Now, as I pour more water through the cone, when should I stop?
“Stop at 220g” is trickier than it sounds. If I wait until the scale says 220g, the total amount of water will be greater. I can’t stop the flow fast enough. If I stop pouring too soon, the amount of water will be less.
So if exactly 220g is unlikely, which outcome is more favorable, less water or more? Which state should I optimize for? Is the goal to perform a perfect pour? Or to protect the flavor of the coffee?
To perform or protect in sport
Training and racing demand both protection and performance. But which should we use when?
In training, the priority is to protect. Undertraining won’t maximize our short-term ramp rate. But overtraining can lead to injury, illness, and burn out. All three reduce our rate of improvement by more than we gain by training to our limits.
By avoiding those long, unplanned breaks, our eventual fitness will be greater. Undertraining is much better than getting sick, injured, or overtrained. Being continuous and gradual will always trump being irregular and aggressive.
But during a goal event, the goal is to perform, not to protect. If the event is important enough, even injury might be acceptable. Giving all we have is mandatory. Crossing the finish line with a margin of safety would be foolish.
Years of conservative training will better prepare us for those special moments. Training less than we’re capable of will protect our fitness.

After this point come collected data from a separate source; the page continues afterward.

impl PoolInner {
    async fn start_worker(self: &Arc<Self>, worker_id: usize) -> Result<()> {
        let mut conn = self.spawner.spawn(worker_id)?;
        conn.send(&ParentMessage::Init {
            data: InitData {
                process_id: worker_id,
            },
        })
        .await?;

        tokio::time::timeout(
            Duration::from_millis(self.config.init_timeout_ms),
            async {
                loop {
                    match conn.recv().await? {
                        None => {
                            return Err(EmbedError::WorkerCrashed {
                                worker_id,
                                reason: "exited during init".into(),
                            })
                        }
                        Some(WorkerMessage::InitComplete { success: true, .. }) => return Ok(()),
                        Some(WorkerMessage::InitComplete {
                            success: false,
                            error,
                        }) => {
                            return Err(EmbedError::InitFailed {
                                worker_id,
                                reason: error.unwrap_or_else(|| "unknown".into()),
                            })
                        }
                        Some(other) => debug!("Pre-init message ignored: {:?}", other),
                    }
                }
            },
        )
        .await
        .map_err(|_| EmbedError::InitFailed {
            worker_id,
            reason: format!("no init_complete within {} ms", self.config.init_timeout_ms),
        })??;

        let mut slots = self.slots.lock();
        let slot = &mut slots[worker_id];
        slot.ready = true;
        slot.conn = Some(conn);
        drop(slots);
        self.idle.notify_one();
        Ok(())
    }

    /// Take an idle ready worker, waiting if all are busy. Errors when no
    /// worker is alive at all.
    async fn acquire_worker(&self) -> Result<(usize, Box<dyn WorkerConnection>)> {
        loop {
            if self.shutting_down.load(Ordering::SeqCst) {
                return Err(EmbedError::ShutDown);
            }
            {
                let mut slots = self.slots.lock();
                let mut any_alive = false;
                for (id, slot) in slots.iter_mut().enumerate() {
                    if slot.ready {
                        any_alive = true;
                        if let Some(conn) = slot.conn.take() {
                            return Ok((id, conn));
                        }
                    }
                }
                if !any_alive {
                    return Err(EmbedError::NoWorkersAvailable);
                }
            }
            self.idle.notified().await;
        }
    }

    fn release_worker(&self, worker_id: usize, conn: Box<dyn WorkerConnection>) {
        let mut slots = self.slots.lock();
        slots[worker_id].conn = Some(conn);
        drop(slots);
        self.idle.notify_one();
    }

    /// Mark a worker dead and bring up a replacement with the same id.
    async fn restart_worker(self: &Arc<Self>, worker_id: usize, mut dead: Box<dyn WorkerConnection>) {
        dead.terminate().await;
        {
            let mut slots = self.slots.lock();
            slots[worker_id].ready = false;
            slots[worker_id].conn = None;
        }
        self.stats.lock().worker_restarts += 1;

        if self.shutting_down.load(Ordering::SeqCst) {
            self.idle.notify_one();
            return;
        }
        match self.start_worker(worker_id).await {
            Ok(()) => info!("Worker {} restarted", worker_id),
            Err(e) => {
                warn!("Worker {} could not be restarted: {}", worker_id, e);
                self.idle.notify_one();
            }
        }
    }

    /// Embed one batch with retry and failure recovery. Always returns one
    /// `(vector, valid)` pair per input text.
    async fn process_batch(self: Arc<Self>, texts: Vec<String>) -> Vec<(Vec<f32>, bool)> {
        match self.dispatch(&texts).await {
            Ok(embeddings) => return mark_valid(embeddings),
            Err(e) => {
                warn!("Batch of {} failed: {}", texts.len(), e);
                self.stats.lock().batches_failed += 1;
                self.sizer.lock().record_failure();
            }
        }

        if !self.sizer.lock().needs_recovery() {
            // Single failure: one straight retry.
            match self.dispatch(&texts).await {
                Ok(embeddings) => return mark_valid(embeddings),
                Err(e) => {
                    warn!("Batch retry failed: {}", e);
                    self.stats.lock().batches_failed += 1;
                    self.sizer.lock().record_failure();
                }
            }
        }

        // Recovery: shrink to the recovery size and walk the batch in
        // sub-batches, halving the recovery size on repeated failure.
        let recovery_size = {
            let mut sizer = self.sizer.lock();
            sizer.enter_recovery();
            sizer.recovery_size().max(1)
        };

        let mut out: Vec<(Vec<f32>, bool)> = Vec::with_capacity(texts.len());
        let mut all_ok = true;
        for sub in texts.chunks(recovery_size) {
            match self.dispatch(sub).await {
                Ok(embeddings) => out.extend(mark_valid(embeddings)),
                Err(e) => {
                    warn!("Recovery sub-batch failed: {}", e);
                    all_ok = false;
                    self.sizer.lock().recovery_failed();
                    let dimension = self.config.dimension;
                    let placeholders = sub.len() as u64;
                    self.stats.lock().placeholder_embeddings += placeholders;
                    out.extend(sub.iter().map(|_| (vec![0.0; dimension], false)));
                }
            }
        }

        if all_ok {
            self.sizer.lock().recovery_succeeded();
        }
        out
    }

    /// One dispatch to one worker, including transport selection, the hard
    /// timeout, result validation and crash-driven restart.
    async fn dispatch(self: &Arc<Self>, texts: &[String]) -> Result<Vec<Vec<f32>>> {
        if texts.is_empty() {
            return Ok(Vec::new());
        }
        let (worker_id, mut conn) = self.acquire_worker().await?;
        let batch_id = self.next_batch_id.fetch_add(1, Ordering::SeqCst);
        let dimension = self.config.dimension;
        let timeout = Duration::from_millis(self.config.batch_timeout_ms);
        let warning_ms =
            (self.config.batch_timeout_ms as f64 * self.config.warning_fraction) as u64;

        let use_shared = texts.len() > self.config.shared_threshold;
        let buffer = if use_shared {
            Some(self.buffers.lock().allocate(texts.len(), dimension)?)
        } else {
            None
        };

        let message = if let Some(buffer) = &buffer {
            ParentMessage::EmbedBatchShared {
                batch_id,
                data: EmbedBatchSharedData {
                    texts: texts.to_vec(),
                    shared_buffer_key: buffer.key(),
                    expected_results: texts.len(),
                    embed_dimension: dimension,
                    timeout_warning: warning_ms,
                },
            }
        } else {
            ParentMessage::EmbedBatch {
                batch_id,
                data: EmbedBatchData {
                    texts: texts.to_vec(),
                    timeout_warning: warning_ms,
                },
            }
        };

        self.stats.lock().batches_dispatched += 1;
        if use_shared {
            self.stats.lock().shared_batches += 1;
        }
        let started = Instant::now();

        let exchange = tokio::time::timeout(timeout, async {
            conn.send(&message).await?;
            loop {
                match conn.recv().await? {
                    None => {
                        return Err(EmbedError::WorkerCrashed {
                            worker_id,
                            reason: "stream closed mid-batch".into(),
                        })
                    }
                    Some(WorkerMessage::Progress {
                        batch_id: id,
                        processed,
                        total,
                        ..
                    }) if id == batch_id => {
                        debug!("Batch {}: {}/{}", batch_id, processed, total);
                    }
                    Some(WorkerMessage::TimeoutWarning { message, .. }) => {
                        warn!("Worker {}: {}", worker_id, message);
                    }
                    Some(WorkerMessage::EmbedComplete {
                        batch_id: id,
                        success,
                        embeddings,
                        ..
                    }) if id == batch_id => {
                        return if success {
                            embeddings.map(ExchangeResult::Json).ok_or_else(|| {
                                EmbedError::Embedding("success without embeddings".into())
                            })
                        } else {
                            Err(EmbedError::Embedding("worker reported batch failure".into()))
                        };
                    }
                    Some(WorkerMessage::SharedMemory {
                        batch_id: id,
                        success,
                        result_count,
                        error,
                        ..
                    }) if id == batch_id => {
                        return if success {
                            Ok(ExchangeResult::Shared { result_count })
                        } else {
                            Err(EmbedError::Embedding(
                                error.unwrap_or_else(|| "shared batch failed".into()),
                            ))
                        };
                    }
                    Some(WorkerMessage::Error { error }) => {
                        return Err(EmbedError::Embedding(error))
                    }
                    Some(other) => debug!("Stale message ignored: {:?}", other),
                }
            }
        })
        .await;

        let elapsed = started.elapsed().as_millis() as u64;

        let outcome = match exchange {
            Ok(Ok(result)) => {
                let embeddings = match (result, &buffer) {
                    (ExchangeResult::Json(embeddings), _) => Ok(embeddings),
                    (ExchangeResult::Shared { result_count }, Some(buffer)) => {
                        if result_count != texts.len() {
                            Err(EmbedError::Embedding(format!(
                                "shared batch returned {} of {} results",
                                result_count,
                                texts.len()
                            )))
                        } else {
                            buffer.read_embeddings(result_count)
                        }
                    }
                    (ExchangeResult::Shared { .. }, None) => Err(EmbedError::Embedding(
                        "shared result for a JSON batch".into(),
                    )),
                };

                embeddings.and_then(|embeddings| {
                    validate_embeddings(&embeddings, texts.len(), dimension).map(|_| embeddings)
                })
            }
            Ok(Err(e)) => Err(e),
            Err(_) => Err(EmbedError::WorkerTimeout {
                worker_id,
                batch_id,
                timeout_ms: self.config.batch_timeout_ms,
            }),
        };

        if let Some(buffer) = buffer {
            buffer.release();
        }

        match outcome {
            Ok(embeddings) => {
                let heap = self.memory.lock().heap_used();
                self.sizer.lock().record_sample(
                    BatchSample {
                        size: texts.len(),
                        duration_ms: elapsed,
                        heap_used_after: heap,
                        success: true,
                    },
                    cortex_core::types::now_ms(),
                );
                self.release_worker(worker_id, conn);
                Ok(embeddings)
            }
            Err(e) => {
                match &e {
                    // A bad result set is the worker's output, not its
                    // death: keep it alive for the retry.
                    EmbedError::InvalidEmbeddingDimension { .. } | EmbedError::Embedding(_) => {
                        self.release_worker(worker_id, conn);
                    }
                    _ => {
                        self.restart_worker(worker_id, conn).await;
                    }
                }
                Err(e)
            }
        }
    }
}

Then when it’s time to go all-out, we’ll have as much capacity as possible to perform.
Be fearful when others are greedy and greedy when others are fearful.
~ Warren Buffett, the 2004 Berkshire Hathaway annual letter
And what about coffee?
Too much water means weaker coffee. That’s certain to be bad. Not enough water means stronger coffee. That’s more likely to be good.
So pour-over coffee is about protecting the taste of the drink. It’s not about perfecting the pour. With 20g of coffee, 220g of water is the upper limit. Less is acceptable, while more is not.
With anything that has an upper limit, it’s best to play defence. We need to have a margin of safety built into our process.